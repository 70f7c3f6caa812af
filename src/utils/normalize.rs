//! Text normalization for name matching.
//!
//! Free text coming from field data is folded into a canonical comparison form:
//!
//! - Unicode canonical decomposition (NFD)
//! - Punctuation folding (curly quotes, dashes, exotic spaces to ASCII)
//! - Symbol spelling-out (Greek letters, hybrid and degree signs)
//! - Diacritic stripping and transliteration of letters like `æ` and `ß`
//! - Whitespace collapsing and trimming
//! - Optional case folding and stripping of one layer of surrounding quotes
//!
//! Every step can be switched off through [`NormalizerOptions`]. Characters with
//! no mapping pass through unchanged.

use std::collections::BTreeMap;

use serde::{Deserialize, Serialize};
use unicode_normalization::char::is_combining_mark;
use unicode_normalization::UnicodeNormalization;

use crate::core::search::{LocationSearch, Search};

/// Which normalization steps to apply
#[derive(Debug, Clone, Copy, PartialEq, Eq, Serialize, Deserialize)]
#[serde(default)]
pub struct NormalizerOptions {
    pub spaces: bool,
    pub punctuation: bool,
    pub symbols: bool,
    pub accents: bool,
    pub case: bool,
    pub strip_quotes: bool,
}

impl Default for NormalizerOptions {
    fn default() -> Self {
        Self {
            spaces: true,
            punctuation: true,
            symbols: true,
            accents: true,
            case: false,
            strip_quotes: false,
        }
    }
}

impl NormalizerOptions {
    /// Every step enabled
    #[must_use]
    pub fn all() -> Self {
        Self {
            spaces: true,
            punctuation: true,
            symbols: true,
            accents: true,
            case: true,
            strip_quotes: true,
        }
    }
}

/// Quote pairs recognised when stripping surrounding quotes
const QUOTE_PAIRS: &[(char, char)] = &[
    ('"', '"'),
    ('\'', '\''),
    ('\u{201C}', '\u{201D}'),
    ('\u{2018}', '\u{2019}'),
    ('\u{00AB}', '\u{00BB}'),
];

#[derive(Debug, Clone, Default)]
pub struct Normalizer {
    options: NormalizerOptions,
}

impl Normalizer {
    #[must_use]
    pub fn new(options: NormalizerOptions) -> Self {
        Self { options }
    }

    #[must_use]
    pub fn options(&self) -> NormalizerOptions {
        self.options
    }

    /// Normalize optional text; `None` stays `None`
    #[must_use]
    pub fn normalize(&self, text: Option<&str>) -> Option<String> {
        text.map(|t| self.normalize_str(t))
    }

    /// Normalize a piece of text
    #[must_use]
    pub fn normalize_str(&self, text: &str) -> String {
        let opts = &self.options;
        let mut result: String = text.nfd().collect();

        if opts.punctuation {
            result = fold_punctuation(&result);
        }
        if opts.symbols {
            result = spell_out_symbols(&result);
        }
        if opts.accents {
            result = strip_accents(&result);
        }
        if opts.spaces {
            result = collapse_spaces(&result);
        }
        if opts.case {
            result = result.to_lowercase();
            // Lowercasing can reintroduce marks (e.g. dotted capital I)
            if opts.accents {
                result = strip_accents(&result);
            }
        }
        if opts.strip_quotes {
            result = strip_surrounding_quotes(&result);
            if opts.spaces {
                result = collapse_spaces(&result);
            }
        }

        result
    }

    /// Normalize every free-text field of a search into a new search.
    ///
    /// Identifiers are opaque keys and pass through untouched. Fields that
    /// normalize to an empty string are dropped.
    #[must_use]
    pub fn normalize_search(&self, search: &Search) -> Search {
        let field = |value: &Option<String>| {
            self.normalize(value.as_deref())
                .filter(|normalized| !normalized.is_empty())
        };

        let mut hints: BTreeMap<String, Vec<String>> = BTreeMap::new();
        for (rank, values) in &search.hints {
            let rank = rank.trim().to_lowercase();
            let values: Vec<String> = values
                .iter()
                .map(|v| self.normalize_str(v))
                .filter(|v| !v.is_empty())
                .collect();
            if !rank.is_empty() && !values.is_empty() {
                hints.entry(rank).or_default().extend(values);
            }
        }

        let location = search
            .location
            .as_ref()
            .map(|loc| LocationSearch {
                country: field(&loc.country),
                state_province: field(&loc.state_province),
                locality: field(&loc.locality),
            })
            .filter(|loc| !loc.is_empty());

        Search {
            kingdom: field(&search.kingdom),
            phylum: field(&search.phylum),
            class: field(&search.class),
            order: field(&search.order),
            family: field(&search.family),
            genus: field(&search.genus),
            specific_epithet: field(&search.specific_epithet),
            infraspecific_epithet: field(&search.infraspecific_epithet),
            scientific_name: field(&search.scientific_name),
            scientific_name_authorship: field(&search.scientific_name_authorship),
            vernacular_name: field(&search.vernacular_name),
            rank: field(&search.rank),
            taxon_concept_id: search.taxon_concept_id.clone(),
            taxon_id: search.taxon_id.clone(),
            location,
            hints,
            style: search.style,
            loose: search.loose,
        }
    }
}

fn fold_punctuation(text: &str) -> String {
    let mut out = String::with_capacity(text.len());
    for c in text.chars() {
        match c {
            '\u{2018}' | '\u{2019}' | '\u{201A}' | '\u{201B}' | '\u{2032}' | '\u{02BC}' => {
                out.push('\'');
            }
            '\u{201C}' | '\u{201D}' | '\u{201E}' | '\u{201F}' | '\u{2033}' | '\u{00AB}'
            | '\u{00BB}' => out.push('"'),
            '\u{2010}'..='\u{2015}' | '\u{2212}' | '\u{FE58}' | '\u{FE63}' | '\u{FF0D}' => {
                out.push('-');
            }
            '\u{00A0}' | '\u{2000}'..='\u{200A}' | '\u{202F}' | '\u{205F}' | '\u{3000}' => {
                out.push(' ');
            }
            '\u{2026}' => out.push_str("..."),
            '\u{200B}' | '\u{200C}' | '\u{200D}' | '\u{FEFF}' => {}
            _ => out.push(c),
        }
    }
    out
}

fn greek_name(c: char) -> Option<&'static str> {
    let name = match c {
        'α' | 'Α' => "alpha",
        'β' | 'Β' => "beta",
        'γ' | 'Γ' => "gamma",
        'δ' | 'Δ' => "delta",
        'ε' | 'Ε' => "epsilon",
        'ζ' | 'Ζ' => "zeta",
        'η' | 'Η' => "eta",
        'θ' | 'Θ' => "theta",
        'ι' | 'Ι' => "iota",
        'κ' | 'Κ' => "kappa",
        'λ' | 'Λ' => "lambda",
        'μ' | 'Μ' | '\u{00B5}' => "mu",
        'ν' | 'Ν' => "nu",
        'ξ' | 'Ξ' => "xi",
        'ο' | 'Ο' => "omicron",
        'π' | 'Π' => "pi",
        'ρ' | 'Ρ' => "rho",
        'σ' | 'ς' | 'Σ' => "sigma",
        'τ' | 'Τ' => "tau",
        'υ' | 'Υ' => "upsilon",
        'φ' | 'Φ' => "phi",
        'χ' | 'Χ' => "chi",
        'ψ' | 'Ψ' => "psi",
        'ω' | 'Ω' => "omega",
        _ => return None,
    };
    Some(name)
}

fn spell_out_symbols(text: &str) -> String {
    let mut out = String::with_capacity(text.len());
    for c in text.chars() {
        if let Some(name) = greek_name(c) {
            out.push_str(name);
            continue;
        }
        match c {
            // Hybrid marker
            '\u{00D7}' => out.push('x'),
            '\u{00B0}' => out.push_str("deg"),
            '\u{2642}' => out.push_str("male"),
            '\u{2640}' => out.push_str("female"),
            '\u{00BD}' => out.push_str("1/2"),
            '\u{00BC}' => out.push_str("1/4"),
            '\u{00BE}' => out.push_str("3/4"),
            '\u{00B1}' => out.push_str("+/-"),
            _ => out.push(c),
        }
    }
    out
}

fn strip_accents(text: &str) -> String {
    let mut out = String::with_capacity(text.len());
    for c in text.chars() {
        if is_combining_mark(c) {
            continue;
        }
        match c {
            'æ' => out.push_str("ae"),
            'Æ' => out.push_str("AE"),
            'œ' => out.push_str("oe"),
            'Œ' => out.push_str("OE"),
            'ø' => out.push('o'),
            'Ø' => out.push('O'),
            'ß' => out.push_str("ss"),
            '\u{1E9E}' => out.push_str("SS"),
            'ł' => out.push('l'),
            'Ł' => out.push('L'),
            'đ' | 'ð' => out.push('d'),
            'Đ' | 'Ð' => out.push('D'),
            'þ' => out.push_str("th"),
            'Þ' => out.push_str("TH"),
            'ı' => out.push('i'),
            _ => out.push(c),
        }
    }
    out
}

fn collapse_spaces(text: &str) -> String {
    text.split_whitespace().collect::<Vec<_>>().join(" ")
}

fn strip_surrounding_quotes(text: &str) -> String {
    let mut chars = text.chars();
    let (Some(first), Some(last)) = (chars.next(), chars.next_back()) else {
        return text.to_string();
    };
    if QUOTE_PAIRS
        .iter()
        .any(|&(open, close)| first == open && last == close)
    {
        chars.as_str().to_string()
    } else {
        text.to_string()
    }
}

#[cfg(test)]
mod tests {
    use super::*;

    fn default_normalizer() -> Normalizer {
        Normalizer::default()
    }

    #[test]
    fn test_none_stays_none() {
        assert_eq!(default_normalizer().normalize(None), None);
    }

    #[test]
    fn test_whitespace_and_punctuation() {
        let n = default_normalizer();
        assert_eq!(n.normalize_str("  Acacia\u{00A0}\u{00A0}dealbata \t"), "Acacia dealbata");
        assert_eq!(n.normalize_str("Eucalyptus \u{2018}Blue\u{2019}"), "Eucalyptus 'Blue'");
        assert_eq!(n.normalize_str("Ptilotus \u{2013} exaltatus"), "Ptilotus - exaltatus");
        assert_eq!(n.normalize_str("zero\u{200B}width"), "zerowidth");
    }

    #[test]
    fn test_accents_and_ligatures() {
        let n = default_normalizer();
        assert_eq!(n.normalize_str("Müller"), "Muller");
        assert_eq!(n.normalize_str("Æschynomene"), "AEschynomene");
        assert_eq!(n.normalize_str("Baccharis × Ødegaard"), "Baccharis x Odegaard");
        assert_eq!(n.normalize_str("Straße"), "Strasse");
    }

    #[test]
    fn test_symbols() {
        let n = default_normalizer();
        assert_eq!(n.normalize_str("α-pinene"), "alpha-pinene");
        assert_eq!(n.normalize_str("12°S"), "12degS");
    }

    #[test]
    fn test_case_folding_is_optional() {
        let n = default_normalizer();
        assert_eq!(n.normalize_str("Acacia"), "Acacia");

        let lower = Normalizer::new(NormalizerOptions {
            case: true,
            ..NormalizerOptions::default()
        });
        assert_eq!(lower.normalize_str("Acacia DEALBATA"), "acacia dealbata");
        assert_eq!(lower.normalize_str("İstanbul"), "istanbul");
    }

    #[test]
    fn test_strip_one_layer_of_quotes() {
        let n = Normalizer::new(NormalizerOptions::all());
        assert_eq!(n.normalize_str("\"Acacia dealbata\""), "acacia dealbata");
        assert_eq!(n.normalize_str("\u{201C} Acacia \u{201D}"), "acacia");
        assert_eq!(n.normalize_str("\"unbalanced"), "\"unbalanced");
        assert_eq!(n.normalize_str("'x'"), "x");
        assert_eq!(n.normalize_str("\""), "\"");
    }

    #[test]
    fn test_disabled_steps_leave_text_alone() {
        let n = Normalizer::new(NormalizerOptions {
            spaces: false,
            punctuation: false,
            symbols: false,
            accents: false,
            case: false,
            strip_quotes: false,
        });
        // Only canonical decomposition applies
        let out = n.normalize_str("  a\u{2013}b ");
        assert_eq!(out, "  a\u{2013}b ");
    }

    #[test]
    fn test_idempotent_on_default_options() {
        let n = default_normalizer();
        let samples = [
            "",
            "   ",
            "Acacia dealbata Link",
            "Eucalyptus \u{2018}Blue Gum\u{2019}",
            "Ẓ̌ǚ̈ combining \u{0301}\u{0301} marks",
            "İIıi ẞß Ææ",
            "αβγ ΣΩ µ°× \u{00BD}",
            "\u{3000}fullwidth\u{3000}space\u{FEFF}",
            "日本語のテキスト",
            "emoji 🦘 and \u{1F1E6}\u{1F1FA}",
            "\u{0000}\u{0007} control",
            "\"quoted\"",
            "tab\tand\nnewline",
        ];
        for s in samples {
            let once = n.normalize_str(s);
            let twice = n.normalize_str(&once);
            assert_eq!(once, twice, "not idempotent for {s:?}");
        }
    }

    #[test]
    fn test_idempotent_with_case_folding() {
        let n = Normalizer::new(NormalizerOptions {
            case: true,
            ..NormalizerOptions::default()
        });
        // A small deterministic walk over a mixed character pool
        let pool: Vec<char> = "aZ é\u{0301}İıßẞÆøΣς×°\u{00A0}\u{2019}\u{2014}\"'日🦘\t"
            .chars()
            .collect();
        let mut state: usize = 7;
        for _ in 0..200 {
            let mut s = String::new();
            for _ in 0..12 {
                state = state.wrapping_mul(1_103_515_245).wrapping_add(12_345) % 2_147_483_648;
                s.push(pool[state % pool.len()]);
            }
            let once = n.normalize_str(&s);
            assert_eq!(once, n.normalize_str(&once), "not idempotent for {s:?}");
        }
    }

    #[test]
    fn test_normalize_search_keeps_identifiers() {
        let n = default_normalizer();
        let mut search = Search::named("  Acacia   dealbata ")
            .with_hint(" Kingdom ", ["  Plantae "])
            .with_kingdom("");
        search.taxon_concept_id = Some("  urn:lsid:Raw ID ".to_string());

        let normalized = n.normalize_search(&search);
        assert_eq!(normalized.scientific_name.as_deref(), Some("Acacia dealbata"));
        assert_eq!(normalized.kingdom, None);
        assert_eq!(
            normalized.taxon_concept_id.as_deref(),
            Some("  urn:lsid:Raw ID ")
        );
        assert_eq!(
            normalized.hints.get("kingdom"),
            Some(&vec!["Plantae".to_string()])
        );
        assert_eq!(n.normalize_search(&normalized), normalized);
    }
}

***

Problem to solve: A count is needed of the lines above that hold the word "derive"; give that count and no other text.

Your solution: 2